Including this in the read.csv command worked for me: strip.white = TRUE
(I found this solution here.)
version for data.table based on code from dmanuge :
convNumValues<-function(ds){
ds<-data.table(ds)
dsnum<-data.table(data.matrix(ds))
num_cols <- sapply(dsnum,function(x){mean(as.numeric(is.na(x)))<0.5})
nds <- data.table( dsnum[, .SD, .SDcols=attributes(num_cols)$names[which(num_cols)]]
,ds[, .SD, .SDcols=attributes(num_cols)$names[which(!num_cols)]] )
return(nds)
}
I had a similar problem. Based on Joshua's premise that excel was the problem I looked at it and found that the numbers were formatted with commas between every third digit. Reformatting without commas fixed the problem.

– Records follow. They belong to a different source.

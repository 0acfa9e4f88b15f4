use std::sync::Arc;

use tokio::sync::watch;

/// Latest-value holder that listeners push into and callers read from,
/// either immediately or by waiting for the next push.
#[derive(Debug)]
pub struct Feed<T> {
    tx: Arc<watch::Sender<Option<Arc<T>>>>,
}

impl<T> Clone for Feed<T> {
    fn clone(&self) -> Self {
        Self { tx: self.tx.clone() }
    }
}

impl<T> Default for Feed<T> {
    fn default() -> Self {
        let (tx, _) = watch::channel(None);
        Self { tx: Arc::new(tx) }
    }
}

impl<T> Feed<T> {
    pub fn new() -> Self {
        Self::default()
    }

    /// Replaces the held value and wakes every subscriber.
    pub fn publish(&self, value: T) {
        self.tx.send_replace(Some(Arc::new(value)));
    }

    pub fn latest(&self) -> Option<Arc<T>> {
        self.tx.borrow().clone()
    }

    /// A subscription that ignores the value held now and waits for the
    /// next one.
    pub fn subscribe(&self) -> Subscription<T> {
        Subscription { rx: self.tx.subscribe() }
    }
}

#[derive(Debug)]
pub struct Subscription<T> {
    rx: watch::Receiver<Option<Arc<T>>>,
}

impl<T> Subscription<T> {
    /// Waits for the next value pushed after the previous call (or after
    /// subscribing). Values pushed in between are skipped in favour of the
    /// newest. Returns `None` once the feed is gone.
    pub async fn next(&mut self) -> Option<Arc<T>> {
        loop {
            self.rx.changed().await.ok()?;
            if let Some(value) = self.rx.borrow_and_update().clone() {
                return Some(value);
            }
        }
    }
}
use std::time::Duration;

use thiserror::Error;

#[derive(Error, Debug)]
pub enum TelloError {
    #[error("no response to \"{command}\" after {after:?}")]
    Timeout { command: String, after: Duration },

    #[error("drone rejected \"{command}\": {response}")]
    DroneRejected { command: String, response: String },

    #[error("protocol error: {msg}")]
    ProtocolError { msg: String },

    #[error("\"{command}\" cancelled, connection closed")]
    Cancelled { command: String },

    #[error("not connected")]
    NotConnected,

    #[error("WiFi not connected")]
    WiFiNotConnected,

    #[error("config error: {0}")]
    ConfigError(#[from] toml::de::Error),

    #[error("I/O error: {0}")]
    IoError(#[from] std::io::Error),

    #[error("{msg}")]
    Generic { msg: String },
}

impl TelloError {
    /// Failures that start the abort sequence unless an error interceptor
    /// decides otherwise.
    pub fn triggers_abort(&self) -> bool {
        matches!(
            self,
            TelloError::Timeout { .. } | TelloError::DroneRejected { .. } | TelloError::ProtocolError { .. }
        )
    }
}

pub type Result<T> = std::result::Result<T, TelloError>;

#[cfg(test)]
mod tests {
    use super::*;

    #[test]
    fn only_command_failures_trigger_abort() {
        let timeout = TelloError::Timeout { command: "takeoff".into(), after: Duration::from_secs(1) };
        let rejected = TelloError::DroneRejected { command: "land".into(), response: "error".into() };
        let protocol = TelloError::ProtocolError { msg: "garbage".into() };

        assert!(timeout.triggers_abort());
        assert!(rejected.triggers_abort());
        assert!(protocol.triggers_abort());

        assert!(!TelloError::Cancelled { command: "cw 90".into() }.triggers_abort());
        assert!(!TelloError::NotConnected.triggers_abort());
        assert!(!TelloError::WiFiNotConnected.triggers_abort());
    }

    #[test]
    fn rejection_message_carries_drone_text() {
        let err = TelloError::DroneRejected { command: "flip l".into(), response: "error No valid imu".into() };
        assert_eq!(err.to_string(), "drone rejected \"flip l\": error No valid imu");
    }

    #[test]
    fn every_variant_describes_itself() {
        let io = std::io::Error::new(std::io::ErrorKind::AddrInUse, "port taken");
        let config = toml::from_str::<toml::Value>("=").unwrap_err();

        let errors = [
            TelloError::Timeout { command: "takeoff".into(), after: Duration::from_secs(10) },
            TelloError::DroneRejected { command: "land".into(), response: "error".into() },
            TelloError::ProtocolError { msg: "garbage".into() },
            TelloError::Cancelled { command: "cw 90".into() },
            TelloError::NotConnected,
            TelloError::WiFiNotConnected,
            TelloError::ConfigError(config),
            TelloError::IoError(io),
            TelloError::Generic { msg: "oops".into() },
        ];

        for err in &errors {
            // new variants must be added above
            match err {
                TelloError::Timeout { .. }
                | TelloError::DroneRejected { .. }
                | TelloError::ProtocolError { .. }
                | TelloError::Cancelled { .. }
                | TelloError::NotConnected
                | TelloError::WiFiNotConnected
                | TelloError::ConfigError(_)
                | TelloError::IoError(_)
                | TelloError::Generic { .. } => assert!(!err.to_string().is_empty()),
            }
        }
    }
}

So, I had the similar situation here in my data file when I readin as a csv. All the numeric value were turned into char. But in my file there was a value with a word "Filtered" instead of NA. I converted "Filtered" to NA in vim editor of linux terminal with a command <%s/Filtered/NA/g> and saved this file and later used it and read it in R, all the values were num type and not char type any more.
Looks like character value "Filtered" was inducing all values to be char format.
Charu
Hello #Shawn Hemelstrand here are the steps in detail below:
example matrix file.csv having 'Filtered' word in it
I opened the file.csv in linux command terminal
vi file.csv
then press "Esc shift:"
and type the following command at the bottom
"%s/Filtered/NA/g"
press enter
then press "Esc shift:"
write "wq" at the bottom (this save the file and quit vim editor)
then in R script I read the file
data<- read.csv("file.csv", sep = ',', header = TRUE)
str(data)
All columns were num type which were earlier char type.
In case you need more help, it would be easier to share your txt or csv file.